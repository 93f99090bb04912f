/*
[INPUT]:  Task API request schema and serde requirements
[OUTPUT]: Typed request bodies for create and update calls
[POS]:    Data layer - type definitions for API communication
[UPDATE]: When API schema changes or new types added
*/

use serde::{Deserialize, Serialize};

use super::models::Task;

/// Body of a create call: a task without id or execution history.
#[derive(Debug, Clone, PartialEq, Eq, Default, Serialize, Deserialize)]
#[serde(rename_all = "camelCase")]
pub struct NewTask {
    pub name: String,
    pub command: String,
    pub owner: String,
    pub server_name: String,
}

impl NewTask {
    pub fn new(
        name: impl Into<String>,
        command: impl Into<String>,
        owner: impl Into<String>,
        server_name: impl Into<String>,
    ) -> Self {
        Self {
            name: name.into(),
            command: command.into(),
            owner: owner.into(),
            server_name: server_name.into(),
        }
    }
}

impl From<&Task> for NewTask {
    fn from(task: &Task) -> Self {
        Self {
            name: task.name.clone(),
            command: task.command.clone(),
            owner: task.owner.clone(),
            server_name: task.server_name.clone(),
        }
    }
}

/// Body of an update call; absent fields are left out of the JSON.
#[derive(Debug, Clone, PartialEq, Eq, Default, Serialize, Deserialize)]
#[serde(rename_all = "camelCase")]
pub struct TaskPatch {
    #[serde(skip_serializing_if = "Option::is_none")]
    pub name: Option<String>,
    #[serde(skip_serializing_if = "Option::is_none")]
    pub command: Option<String>,
    #[serde(skip_serializing_if = "Option::is_none")]
    pub owner: Option<String>,
    #[serde(skip_serializing_if = "Option::is_none")]
    pub server_name: Option<String>,
}

impl From<NewTask> for TaskPatch {
    fn from(task: NewTask) -> Self {
        Self {
            name: Some(task.name),
            command: Some(task.command),
            owner: Some(task.owner),
            server_name: Some(task.server_name),
        }
    }
}

#[cfg(test)]
mod tests {
    use super::*;

    #[test]
    fn test_patch_omits_absent_fields() {
        let patch = TaskPatch {
            owner: Some("Jo".to_string()),
            ..TaskPatch::default()
        };
        assert_eq!(
            serde_json::to_value(&patch).expect("encode"),
            serde_json::json!({ "owner": "Jo" })
        );
    }

    #[test]
    fn test_full_patch_from_new_task() {
        let patch = TaskPatch::from(NewTask::new("Backup", "echo hi", "Jo", "srv1"));
        assert_eq!(
            serde_json::to_value(&patch).expect("encode"),
            serde_json::json!({
                "name": "Backup",
                "command": "echo hi",
                "owner": "Jo",
                "serverName": "srv1"
            })
        );
    }
}
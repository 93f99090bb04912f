/*
[INPUT]:  TaskForm values and key events
[OUTPUT]: Create/edit task modal, validated request body on submit
[POS]:    TUI UI modal for the task form
[UPDATE]: When adding task fields or changing form validation display
*/

use crossterm::event::KeyCode;
use taskpanel::form::{FormField, TaskForm};
use taskpanel_client::NewTask;

use super::{Field, Modal, ModalAction, handle_modal_key};

pub(in crate::tui) struct TaskFormModal {
    form: TaskForm,
    focus_index: usize,
    error: Option<String>,
}

impl TaskFormModal {
    pub(in crate::tui) fn new(form: TaskForm) -> Self {
        Self {
            form,
            focus_index: 0,
            error: None,
        }
    }

    pub(in crate::tui) fn to_modal(&self) -> Modal {
        let mut fields: Vec<Field> = FormField::ALL
            .into_iter()
            .map(|field| Field::TextInput {
                label: field.label().to_string(),
                value: self.form.value(field).to_string(),
                placeholder: field.placeholder().to_string(),
            })
            .collect();
        fields.push(Field::Button {
            label: self.form.submit_label().to_string(),
            action: ModalAction::Submit,
        });
        fields.push(Field::Button {
            label: String::from("Cancel"),
            action: ModalAction::Cancel,
        });

        Modal {
            title: self.form.title().to_string(),
            focus_index: self.focus_index,
            fields,
            error: self.error.clone(),
        }
    }

    pub(in crate::tui) fn handle_key(&mut self, key: KeyCode) -> ModalAction {
        let mut modal = self.to_modal();
        let action = handle_modal_key(&mut modal, key);
        self.apply_modal_state(&modal);
        action
    }

    /// Validated body; on failure the message is kept for display.
    pub(in crate::tui) fn take_draft(&mut self) -> Option<NewTask> {
        match self.form.to_draft() {
            Ok(draft) => {
                self.error = None;
                Some(draft)
            }
            Err(message) => {
                if let Some(field) = self.form.missing_field() {
                    self.focus_index = field_index(field);
                }
                self.error = Some(message);
                None
            }
        }
    }

    fn apply_modal_state(&mut self, modal: &Modal) {
        self.focus_index = modal.focus_index;
        for (index, field) in FormField::ALL.into_iter().enumerate() {
            if let Some(Field::TextInput { value, .. }) = modal.fields.get(index) {
                if self.form.value(field) != value {
                    *self.form.value_mut(field) = value.clone();
                    self.error = None;
                }
            }
        }
    }
}

fn field_index(field: FormField) -> usize {
    FormField::ALL
        .iter()
        .position(|candidate| *candidate == field)
        .unwrap_or(0)
}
▬▬▬▬▬▬
• **What needs to be done**
Looking at the material above, please copy exactly every line from its first line through the line containing "use super::models::Task;", with both ends included and nothing else.

• **Response to this task**
repository 93f99090bb04912f
/*
[INPUT]:  Task API request schema and serde requirements
[OUTPUT]: Typed request bodies for create and update calls
[POS]:    Data layer - type definitions for API communication
[UPDATE]: When API schema changes or new types added
*/

use serde::{Deserialize, Serialize};

use super::models::Task;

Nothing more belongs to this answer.